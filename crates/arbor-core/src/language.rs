//! Language registry: maps file extensions to supported languages

use std::path::Path;

use serde::{Deserialize, Serialize};

/// Languages the extractor understands.
#[derive(Debug, Clone, Copy, PartialEq, Eq, Hash, Serialize, Deserialize)]
#[serde(rename_all = "lowercase")]
pub enum Lang {
    C,
    Cpp,
    Go,
    Python,
    JavaScript,
    TypeScript,
    Rust,
    Java,
    Clojure,
    Julia,
    CommonLisp,
}

impl Lang {
    /// Detect language from file extension. Unknown extensions are simply
    /// not indexed, so this returns `None` rather than erroring.
    pub fn from_path(path: &Path) -> Option<Self> {
        let ext = path.extension()?.to_str()?;
        match ext {
            "c" | "h" => Some(Lang::C),
            "cpp" | "cc" | "cxx" | "hpp" | "hxx" => Some(Lang::Cpp),
            "go" => Some(Lang::Go),
            "py" => Some(Lang::Python),
            "js" | "mjs" | "cjs" => Some(Lang::JavaScript),
            "ts" | "tsx" => Some(Lang::TypeScript),
            "rs" => Some(Lang::Rust),
            "java" => Some(Lang::Java),
            "clj" | "cljs" | "cljc" | "edn" => Some(Lang::Clojure),
            "jl" => Some(Lang::Julia),
            "lisp" | "lsp" | "cl" | "asd" | "asdf" => Some(Lang::CommonLisp),
            _ => None,
        }
    }

    pub fn as_str(&self) -> &'static str {
        match self {
            Lang::C => "c",
            Lang::Cpp => "cpp",
            Lang::Go => "go",
            Lang::Python => "python",
            Lang::JavaScript => "javascript",
            Lang::TypeScript => "typescript",
            Lang::Rust => "rust",
            Lang::Java => "java",
            Lang::Clojure => "clojure",
            Lang::Julia => "julia",
            Lang::CommonLisp => "commonlisp",
        }
    }

    /// Clojure and Common Lisp share s-expression grammars and therefore
    /// extraction logic.
    pub fn is_lisp(&self) -> bool {
        matches!(self, Lang::Clojure | Lang::CommonLisp)
    }
}

impl std::fmt::Display for Lang {
    fn fmt(&self, f: &mut std::fmt::Formatter<'_>) -> std::fmt::Result {
        f.write_str(self.as_str())
    }
}
impl Indexer {
    pub fn new(store: Arc<GraphStore>, embedder: Arc<dyn Embedder>, config: IndexerConfig) -> Self {
        Indexer {
            store,
            embedder,
            config,
            status: StatusHandle::new(),
            metrics: Arc::new(EmbedMetrics::default()),
        }
    }

    pub fn with_progress(mut self, callback: ProgressCallback) -> Self {
        self.status = self.status.with_callback(callback);
        self
    }

    pub fn store(&self) -> &Arc<GraphStore> {
        &self.store
    }

    pub fn config(&self) -> &IndexerConfig {
        &self.config
    }

    pub fn metrics(&self) -> &EmbedMetrics {
        &self.metrics
    }

    /// Used by the watcher to reflect watch mode in the status record.
    pub async fn set_state(&self, state: IndexState) {
        self.status.update(|s| s.state = state).await;
    }

    pub async fn status(&self) -> arbor_core::IndexStatus {
        let mut snapshot = self.status.snapshot().await;
        snapshot.embedding_success_count = self.metrics.success_count();
        snapshot.embedding_retry_count = self.metrics.retry_count();
        snapshot.embedding_failure_count = self.metrics.failure_count();
        snapshot
    }

    /// One full incremental run over the configured root.
    ///
    /// A single file failing to read, parse or embed never aborts the run;
    /// the error lands in the status record and the walk continues.
    pub async fn run(&self, cancel: &CancellationToken) -> anyhow::Result<IndexSummary> {
        let started = Instant::now();
        self.status
            .update(|s| {
                s.state = IndexState::Indexing;
                s.started_at = Some(chrono::Utc::now());
                s.finished_at = None;
            })
            .await;

        let result = self.run_inner(cancel, started).await;
        match &result {
            Ok(_) => {
                self.status
                    .update(|s| {
                        s.state = IndexState::Idle;
                        s.finished_at = Some(chrono::Utc::now());
                    })
                    .await;
            }
            Err(e) => {
                let message = e.to_string();
                self.status
                    .update(|s| {
                        s.state = IndexState::Error;
                        s.finished_at = Some(chrono::Utc::now());
                        s.record_error(message.clone());
                    })
                    .await;
            }
        }
        result
    }

    async fn run_inner(
        &self,
        cancel: &CancellationToken,
        started: Instant,
    ) -> anyhow::Result<IndexSummary> {
        let known: HashMap<String, FileMetadata> = self
            .store
            .get_all_file_metadata()
            .await?
            .into_iter()
            .map(|m| (m.file_path.clone(), m))
            .collect();

        // Scan and hash on a blocking thread; both are file-IO bound.
        let scan = {
            let config = self.config.clone();
            let cancel = cancel.clone();
            let known = known.clone();
            tokio::task::spawn_blocking(move || scan_changes(&cancel, &config, &known)).await??
        };
        self.status
            .update(|s| {
                s.files_scanned = scan.scanned;
                s.files_skipped = scan.skipped;
            })
            .await;
        tracing::info!(
            "scan: {} files, {} changed, {} deleted, {} unchanged",
            scan.scanned,
            scan.changed.len(),
            scan.deleted.len(),
            scan.skipped
        );

        // Parse phase: each changed file independently, in parallel.
        let parsed = {
            let cancel = cancel.clone();
            let changed = scan.changed.clone();
            tokio::task::spawn_blocking(move || parse_changed(&cancel, changed)).await?
        };
        if cancel.is_cancelled() {
            bail!("index run cancelled");
        }

        let mut summary = IndexSummary {
            files_scanned: scan.scanned,
            files_skipped: scan.skipped,
            ..Default::default()
        };

        // Embed and commit per file.
        for (file, parse) in parsed {
            if cancel.is_cancelled() {
                bail!("index run cancelled");
            }
            let mut parse = match parse {
                Ok(parse) => parse,
                Err(message) => {
                    tracing::warn!("parse failed for {}: {}", file.rel_path, message);
                    summary.files_failed += 1;
                    self.status.update(|s| s.record_error(message)).await;
                    continue;
                }
            };
            embed_nodes(
                &self.embedder,
                &self.config,
                &self.metrics,
                cancel,
                &mut parse.nodes,
            )
            .await?;
            match self.commit_file(&file, &parse).await {
                Ok(()) => {
                    summary.files_indexed += 1;
                    summary.node_count += parse.nodes.len() as u64;
                    summary.edge_count += parse.edges.len() as u64;
                    let nodes = parse.nodes.len() as u64;
                    let edges = parse.edges.len() as u64;
                    self.status
                        .update(|s| {
                            s.files_indexed += 1;
                            s.node_count += nodes;
                            s.edge_count += edges;
                        })
                        .await;
                }
                Err(e) => {
                    let message = format!("commit failed for {}: {e}", file.rel_path);
                    tracing::warn!("{message}");
                    summary.files_failed += 1;
                    self.status.update(|s| s.record_error(message)).await;
                }
            }
        }

        // Deletion phase: files in metadata but gone from disk.
        for rel_path in &scan.deleted {
            if cancel.is_cancelled() {
                bail!("index run cancelled");
            }
            self.store.update_file_atomic(rel_path, &[], &[]).await?;
            self.store.delete_file_metadata(rel_path).await?;
            summary.files_deleted += 1;
            self.status.update(|s| s.files_deleted += 1).await;
        }

        summary.elapsed_ms = started.elapsed().as_millis() as u64;
        Ok(summary)
    }

    async fn commit_file(&self, file: &ChangedFile, parse: &ParseResult) -> anyhow::Result<()> {
        self.store
            .update_file_atomic(&file.rel_path, &parse.nodes, &parse.edges)
            .await?;
        // Metadata is written only after the transaction commits, so a
        // failed update cannot leave metadata ahead of graph contents.
        self.store
            .upsert_file_metadata(&FileMetadata {
                file_path: file.rel_path.clone(),
                content_hash: file.content_hash.clone(),
                mod_time: file.mod_time,
                indexed_at: chrono::Utc::now(),
                node_count: parse.nodes.len() as u32,
                edge_count: parse.edges.len() as u32,
                file_size: file.file_size,
                language: file.language.as_str().to_string(),
            })
            .await?;
        Ok(())
    }

    /// Watcher entry point: re-index a single file through the same atomic
    /// path. Unchanged content (by hash) is skipped.
    pub async fn update_file(&self, cancel: &CancellationToken, path: &Path) -> anyhow::Result<()> {
        if cancel.is_cancelled() {
            bail!("update cancelled");
        }
        let Some(language) = Lang::from_path(path) else {
            return Ok(());
        };
        let matcher = ExcludeMatcher::new(&self.config.exclude);
        if matcher.is_excluded(path) {
            return Ok(());
        }
        let rel_path = self.relative(path);
        let metadata = match std::fs::metadata(path) {
            Ok(metadata) => metadata,
            // The file vanished between the event and now.
            Err(_) => return self.remove_file(cancel, path).await,
        };
        let source = std::fs::read_to_string(path)
            .with_context(|| format!("read {}", path.display()))?;
        let content_hash = hash_bytes(source.as_bytes());
        if let Some(known) = self.store.get_file_metadata(&rel_path).await? {
            if known.content_hash == content_hash {
                tracing::debug!("unchanged, skipping: {rel_path}");
                return Ok(());
            }
        }

        let mut parse = match arbor_extract::parse_source(&rel_path, &source) {
            Ok(parse) => parse,
            Err(e) => {
                let message = format!("parse failed for {rel_path}: {e}");
                tracing::warn!("{message}");
                self.status.update(|s| s.record_error(message)).await;
                return Ok(());
            }
        };
        embed_nodes(
            &self.embedder,
            &self.config,
            &self.metrics,
            cancel,
            &mut parse.nodes,
        )
        .await?;
        let file = ChangedFile {
            abs_path: path.to_path_buf(),
            rel_path,
            mod_time: mod_time_secs(&metadata),
            file_size: metadata.len(),
            content_hash,
            language,
        };
        self.commit_file(&file, &parse).await?;
        let nodes = parse.nodes.len() as u64;
        let edges = parse.edges.len() as u64;
        self.status
            .update(|s| {
                s.files_indexed += 1;
                s.node_count += nodes;
                s.edge_count += edges;
            })
            .await;
        Ok(())
    }

    /// Watcher deletion path: drop the file's rows and metadata.
    pub async fn remove_file(&self, cancel: &CancellationToken, path: &Path) -> anyhow::Result<()> {
        if cancel.is_cancelled() {
            bail!("remove cancelled");
        }
        if Lang::from_path(path).is_none() {
            return Ok(());
        }
        let rel_path = self.relative(path);
        self.store.update_file_atomic(&rel_path, &[], &[]).await?;
        self.store.delete_file_metadata(&rel_path).await?;
        self.status.update(|s| s.files_deleted += 1).await;
        tracing::info!("removed from index: {rel_path}");
        Ok(())
    }

    fn relative(&self, path: &Path) -> String {
        path.strip_prefix(&self.config.root)
            .unwrap_or(path)
            .to_string_lossy()
            .replace('\\', "/")
    }
}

+ + +

Work to be completed ::
Anywhere the listing shows the word "Julia", copy the full line.

Task solution ::
    Julia,
            "jl" => Some(Lang::Julia),
            Lang::Julia => "julia",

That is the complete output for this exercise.